McGreavy then put all his focus on his upcoming marriage to Mary – and wanted a huge white wedding with all the trimmings.
But on New Year's Eve 1971, Mary ended the engagement, leaving McGreavy devasated.
Depressed and sulking while living with his parents, McGreavy moved into with his school friend, Clive Ralph.
Mr Ralph's decision to allow him to lodge with his family would have devastating consequences.
The father had married Elsie when she was just 16 and pregnant with their first child and worked hard as a lorry driver to provide for his growing family.
Living conditions in the two-bed house were cramped.
McGreavy shared a bed with little Paul while baby Samantha was in a cradle cot in her parents' room. Dawn slept in a bed next to her mum and dad.
Mr Ralph's lorry driving job meant he was regularly away from home and Mrs Urry was grateful for McGreavy's help in caring for the children and running the home.
He was a genial man who was adored by the family and liked by those who knew him, but his personality completely changed when he drank.
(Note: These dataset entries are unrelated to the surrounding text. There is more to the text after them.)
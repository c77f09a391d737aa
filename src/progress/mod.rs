//! Player progression: the unlockable catalog, the score ledger, the save
//! string codec and the purchase engine, plus the session plumbing that moves
//! save strings in and out of a blob store.
//!
//! Everything here is synchronous and owned by a single session.

pub mod catalog;
pub mod codec;
pub mod errors;
pub mod preferences;
pub mod session;
pub mod shop;
pub mod storage;
pub mod types;

pub use catalog::{validate_entry_name, Catalog, CatalogProvider, StandardCatalog};
pub use codec::{decode, encode};
pub use errors::ProgressError;
pub use preferences::{
    default_last_reward_time, Preferences, SoundStatus, TutorialStatus, LAST_REWARD_TIME_KEY,
    SOUND_STATUS_KEY, TUTORIAL_STATUS_KEY,
};
pub use session::{
    daily_reward_due, LoadOutcome, RewardPolicy, RunSummary, Session, DEFAULT_SAVE_KEY,
};
pub use shop::{format_section_listing, Progress};
pub use storage::{BlobStore, MemoryBlobStore, SledBlobStore, SledBlobStoreBuilder};
pub use types::*;
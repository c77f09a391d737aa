//! Small persisted settings that live next to the save string: sound,
//! tutorial progress and the last daily reward time. Each is its own blob key.
//! Missing or unreadable values fall back to their defaults.

use chrono::{DateTime, TimeZone, Utc};
use log::warn;
use serde::Serialize;

use crate::logutil::escape_blob;
use crate::progress::errors::ProgressError;
use crate::progress::storage::BlobStore;

pub const SOUND_STATUS_KEY: &str = "SoundStatus";
pub const TUTORIAL_STATUS_KEY: &str = "TutorialStatus";
pub const LAST_REWARD_TIME_KEY: &str = "LastRewardTime";

#[derive(Debug, Clone, Copy, Serialize, PartialEq, Eq, Default)]
#[serde(rename_all = "snake_case")]
pub enum SoundStatus {
    Off,
    #[default]
    On,
}

#[derive(Debug, Clone, Copy, Serialize, PartialEq, Eq, Default)]
#[serde(rename_all = "snake_case")]
pub enum TutorialStatus {
    #[default]
    Open,
    Done,
}

/// Last reward time assumed before any reward was claimed.
pub fn default_last_reward_time() -> DateTime<Utc> {
    Utc.with_ymd_and_hms(2000, 1, 1, 0, 0, 0)
        .single()
        .unwrap_or(DateTime::<Utc>::MIN_UTC)
}

/// Typed view over the preference keys of a blob store.
pub struct Preferences<'a, S: BlobStore> {
    store: &'a S,
}

impl<'a, S: BlobStore> Preferences<'a, S> {
    pub fn new(store: &'a S) -> Self {
        Self { store }
    }

    fn read_flag(&self, key: &str) -> Result<Option<bool>, ProgressError> {
        let Some(raw) = self.store.load_raw(key)? else {
            return Ok(None);
        };
        match raw.trim() {
            "0" => Ok(Some(false)),
            "" => Ok(None),
            digits if digits.chars().all(|c| c.is_ascii_digit()) => Ok(Some(true)),
            other => {
                warn!("Ignoring unreadable {} value '{}'", key, escape_blob(other));
                Ok(None)
            }
        }
    }

    fn write_flag(&self, key: &str, value: bool) -> Result<(), ProgressError> {
        self.store.save_raw(key, if value { "1" } else { "0" })
    }

    pub fn sound_status(&self) -> Result<SoundStatus, ProgressError> {
        Ok(match self.read_flag(SOUND_STATUS_KEY)? {
            Some(false) => SoundStatus::Off,
            Some(true) => SoundStatus::On,
            None => SoundStatus::default(),
        })
    }

    pub fn set_sound_status(&self, status: SoundStatus) -> Result<(), ProgressError> {
        self.write_flag(SOUND_STATUS_KEY, status == SoundStatus::On)
    }

    pub fn tutorial_status(&self) -> Result<TutorialStatus, ProgressError> {
        // Stored as 1 while the tutorial is still open.
        Ok(match self.read_flag(TUTORIAL_STATUS_KEY)? {
            Some(false) => TutorialStatus::Done,
            Some(true) => TutorialStatus::Open,
            None => TutorialStatus::default(),
        })
    }

    pub fn set_tutorial_status(&self, status: TutorialStatus) -> Result<(), ProgressError> {
        self.write_flag(TUTORIAL_STATUS_KEY, status == TutorialStatus::Open)
    }

    pub fn last_reward_time(&self) -> Result<DateTime<Utc>, ProgressError> {
        let Some(raw) = self.store.load_raw(LAST_REWARD_TIME_KEY)? else {
            return Ok(default_last_reward_time());
        };
        match DateTime::parse_from_rfc3339(raw.trim()) {
            Ok(parsed) => Ok(parsed.with_timezone(&Utc)),
            Err(e) => {
                warn!(
                    "Ignoring unreadable {} value '{}': {}",
                    LAST_REWARD_TIME_KEY,
                    escape_blob(&raw),
                    e
                );
                Ok(default_last_reward_time())
            }
        }
    }

    pub fn set_last_reward_time(&self, when: DateTime<Utc>) -> Result<(), ProgressError> {
        self.store.save_raw(LAST_REWARD_TIME_KEY, &when.to_rfc3339())
    }
}
/// Commands that express all permissible world mutations.
#[derive(Clone, Debug, PartialEq)]
pub enum Command {
    /// Discards the current attempt and enters the provided level.
    LoadLevel {
        /// Validated level description to instantiate.
        level: Level,
    },
    /// Rebuilds the current level from its data, discarding all attempt state.
    Restart,
    /// Advances the simulation clock by the provided delta time.
    Tick {
        /// Duration of simulated time that elapsed since the previous tick.
        dt: Duration,
    },
    /// Requests that the player step one cell in the provided direction.
    MovePlayer {
        /// Direction of travel for the attempted step.
        direction: Direction,
    },
    /// Casts a chant from the player's cell along the player's facing.
    StartChant,
    /// Tears down the current chant, whether it is still travelling or settled.
    StopChant,
    /// Advances the identified chant by a single cell.
    AdvanceChant {
        /// Chant the step was scheduled for. Stale identifiers are ignored.
        chant: ChantId,
    },
    /// Interacts with the cell the player is facing.
    Interact,
    /// Reports that a ghost statue detected the player.
    TriggerGameOver {
        /// Ghost statue that performed the detection.
        statue: EntityId,
        /// How the player was detected.
        detection: Detection,
    },
    /// Opens every begin door once the level has been completed.
    ForceOpenBeginDoors,
}

/// Events broadcast by the world after processing commands.
#[derive(Clone, Debug, PartialEq, Eq)]
pub enum Event {
    /// Announces that a level attempt started, either fresh or after a restart.
    LevelLoaded {
        /// Display name of the level.
        name: String,
        /// Number of columns in the grid.
        width: u32,
        /// Number of rows in the grid.
        height: u32,
        /// Dialogue shown when the level starts, if any.
        dialogue: Option<String>,
    },
    /// Indicates that the simulation clock advanced.
    TimeAdvanced {
        /// Duration of simulated time that elapsed in the tick.
        dt: Duration,
    },
    /// Reports that the player changed facing without leaving its cell.
    PlayerTurned {
        /// Facing before the turn.
        from: Direction,
        /// Facing after the turn.
        to: Direction,
    },
    /// Confirms that an entity moved between two cells.
    EntityMoved {
        /// Identifier of the entity that moved.
        entity: EntityId,
        /// Cell the entity occupied before moving.
        from: CellCoord,
        /// Cell the entity occupies after moving.
        to: CellCoord,
    },
    /// Confirms that the player pushed a statue one cell.
    StatuePushed {
        /// Identifier of the pushed statue.
        statue: EntityId,
        /// Cell the statue occupied before the push.
        from: CellCoord,
        /// Cell the statue occupies after the push.
        to: CellCoord,
    },
    /// Reports that a statue turned to a new facing.
    StatueRotated {
        /// Identifier of the statue.
        statue: EntityId,
        /// Cell occupied by the statue.
        at: CellCoord,
        /// Facing the statue now redirects chants towards.
        facing: Direction,
    },
    /// Confirms that the level's scroll was picked up.
    ScrollCollected {
        /// Dialogue attached to the scroll, if the level defines one.
        dialogue: Option<String>,
    },
    /// Describes the outcome of a single move request. Emitted exactly once per request.
    PlayerMoveResolved {
        /// Direction that was requested.
        direction: Direction,
        /// Resolution of the request.
        outcome: MoveOutcome,
    },
    /// Announces that a new chant started travelling.
    ChantStarted {
        /// Identifier allocated to the chant.
        chant: ChantId,
        /// Cell the chant was cast from.
        origin: CellCoord,
        /// Initial travel direction.
        direction: Direction,
    },
    /// Reports a node appended to the chant path, including the origin node.
    ChantStep {
        /// Chant the node belongs to.
        chant: ChantId,
        /// Node that was appended.
        node: ChantNode,
    },
    /// Reports that a chant stopped travelling. Emitted exactly once per chant.
    ChantEnded {
        /// Chant that ended.
        chant: ChantId,
        /// Why the chant stopped.
        reason: ChantEndReason,
    },
    /// Reports that a settled chant was dismissed by the player.
    ChantCleared {
        /// Chant whose path was discarded.
        chant: ChantId,
    },
    /// Reports that a chant cleared a ghost statue.
    GhostStatueDestroyed {
        /// Identifier of the cleared statue.
        statue: EntityId,
        /// Cell occupied by the statue.
        at: CellCoord,
    },
    /// Reports that a door received enough chant power to unlock.
    DoorPowered {
        /// Cell occupied by the door.
        at: CellCoord,
    },
    /// Reports that a door stopped blocking movement.
    DoorOpened {
        /// Cell occupied by the door.
        at: CellCoord,
        /// Role the door plays in the level.
        door_type: DoorType,
    },
    /// Reports that an interaction did not change the win state.
    InteractionRejected {
        /// Why the interaction was declined.
        reason: InteractionRejection,
    },
    /// Announces that the current attempt failed.
    GameOver {
        /// Cause of the failure.
        reason: GameOverReason,
    },
    /// Announces that the current level was won.
    LevelComplete,
    /// Announces that the begin doors of the final level were forced open.
    TrueEndingUnlocked,
}

/// Cardinal directions. `Up` increases the row index.
#[derive(Clone, Copy, Debug, Default, PartialEq, Eq, Hash, Serialize, Deserialize)]
#[serde(rename_all = "snake_case")]
pub enum Direction {
    /// Towards increasing `y`.
    Up,
    /// Towards decreasing `y`.
    #[default]
    Down,
    /// Towards decreasing `x`.
    Left,
    /// Towards increasing `x`.
    Right,
}

impl Direction {
    /// All directions in a fixed order.
    pub const ALL: [Direction; 4] = [Self::Up, Self::Down, Self::Left, Self::Right];

    /// Unit offset `(dx, dy)` associated with the direction.
    #[must_use]
    pub const fn delta(self) -> (i32, i32) {
        match self {
            Self::Up => (0, 1),
            Self::Down => (0, -1),
            Self::Left => (-1, 0),
            Self::Right => (1, 0),
        }
    }

    /// Direction pointing the other way.
    #[must_use]
    pub const fn opposite(self) -> Self {
        match self {
            Self::Up => Self::Down,
            Self::Down => Self::Up,
            Self::Left => Self::Right,
            Self::Right => Self::Left,
        }
    }
}

/// Location of a single grid cell. Coordinates may lie outside the grid;
/// bounds are checked by the grid that interprets them.
#[derive(
    Clone, Copy, Debug, Default, PartialEq, Eq, Hash, PartialOrd, Ord, Serialize, Deserialize,
)]
pub struct CellCoord {
    x: i32,
    y: i32,
}

impl CellCoord {
    /// Creates a new grid cell coordinate.
    #[must_use]
    pub const fn new(x: i32, y: i32) -> Self {
        Self { x, y }
    }

    /// Column of the cell.
    #[must_use]
    pub const fn x(&self) -> i32 {
        self.x
    }

    /// Row of the cell.
    #[must_use]
    pub const fn y(&self) -> i32 {
        self.y
    }

    /// Coordinate one step away in the provided direction.
    #[must_use]
    pub const fn neighbor(self, direction: Direction) -> Self {
        let (dx, dy) = direction.delta();
        Self {
            x: self.x.saturating_add(dx),
            y: self.y.saturating_add(dy),
        }
    }

    /// Computes the Manhattan distance between two cell coordinates.
    #[must_use]
    pub fn manhattan_distance(self, other: CellCoord) -> u32 {
        self.x.abs_diff(other.x) + self.y.abs_diff(other.y)
    }
}

impl fmt::Display for CellCoord {
    fn fmt(&self, f: &mut fmt::Formatter<'_>) -> fmt::Result {
        write!(f, "({}, {})", self.x, self.y)
    }
}

/// Closed set of things a level can place on a cell.
///
/// `Ground` is the implicit value of an empty cell and never occupies the
/// grid. `Void` is terrain: it has no occupant but swallows the player.
#[derive(Clone, Copy, Debug, PartialEq, Eq, Hash, Serialize, Deserialize)]
#[serde(rename_all = "snake_case")]
pub enum GridObjectKind {
    /// Walkable empty floor.
    Ground,
    /// Immovable wall that blocks movement, chants and sight.
    Wall,
    /// Immovable obstacle that blocks movement, chants and sight.
    Obstacle,
    /// Pushable amplifier that redirects chants along its facing.
    Statue,
    /// Hostile watcher that only a strong chant can clear.
    GhostStatue,
    /// Collectible that gates door unlocking.
    Scroll,
    /// Entry or goal door.
    Door,
    /// Cell where the player appears when the level starts.
    SpawnPoint,
    /// The player avatar.
    Player,
    /// Hole in the floor.
    Void,
}

impl GridObjectKind {
    /// Whether the kind stops a hostile statue's line of sight.
    #[must_use]
    pub const fn blocks_sight(self) -> bool {
        matches!(
            self,
            Self::Wall | Self::Obstacle | Self::Statue | Self::Door | Self::GhostStatue
        )
    }
}

/// Role a door plays within its level.
#[derive(Clone, Copy, Debug, Default, PartialEq, Eq, Hash, Serialize, Deserialize)]
#[serde(rename_all = "snake_case")]
pub enum DoorType {
    /// Entrance the player came through. Inert apart from the true ending.
    BeginDoor,
    /// Goal door that unlocks with the scroll and a strong enough chant.
    #[default]
    EndDoor,
}

/// Unique identifier assigned to an entity for the lifetime of a level attempt.
#[derive(Clone, Copy, Debug, PartialEq, Eq, Hash, PartialOrd, Ord, Serialize, Deserialize)]
pub struct EntityId(u32);

impl EntityId {
    /// Creates a new entity identifier with the provided numeric value.
    #[must_use]
    pub const fn new(value: u32) -> Self {
        Self(value)
    }

    /// Retrieves the numeric representation of the identifier.
    #[must_use]
    pub const fn get(&self) -> u32 {
        self.0
    }
}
McGreavy was arrested several times for being drunk in public and his father warned him to stop.
On the night of the killings, McGreavy had been drinking in a pub with a friend.
He drank between five and seven pints and played cards and darts.
Mr Ralph picked him up so he could babysit the children while he went to collect Mrs Urry from her own job in another pub.
Nothing could have prepared the couple for the scene that greeted them when they returned home.
The walls were drenched with blood and there was no sign of McGreavy or the children.
Police found their bodies impaled on the fence an hour later.
At the time the sight was so hideous that Detective Superintendent Bob Booth, head of West Mercia CID, said: "No investigating officer has ever had to witness that such a scene of indescribable horror."
When police arrested McGreavy he initially denied carrying out the gruesome murders.
By the following afternoon, he snapped and confessed.
During his police interview he slumped forward and started sobbing.
McGreavy said: "It was all too bloody gruesome. It was me but it was not me, how could I do it?
"On Paul I used the wire. Everything just seem to cave in.
"I picked up the pickaxe and used all of them then I went outside and put them on the railings.
"All I can hear is the kids, kids f****** kids.
"I did the same to Dawn and used the piece of curtain wire on Paul."
Asked why he had killed the three innocent children, McGreavy replied: "That is what I have been trying to figure out."
He pleaded guilty to the murders in a hearing that lasted just eight minutes.
Most of his sentence has been served with him under protection as he has been subject to abuse from other prisoners.
Mrs Urry previously told the BBC: "There are people in prison who have done murders, not half as bad as what he's done, and yet they haven't been put up for parole, so why should he get it?"
The Ministry of Justice has been contacted for a comment.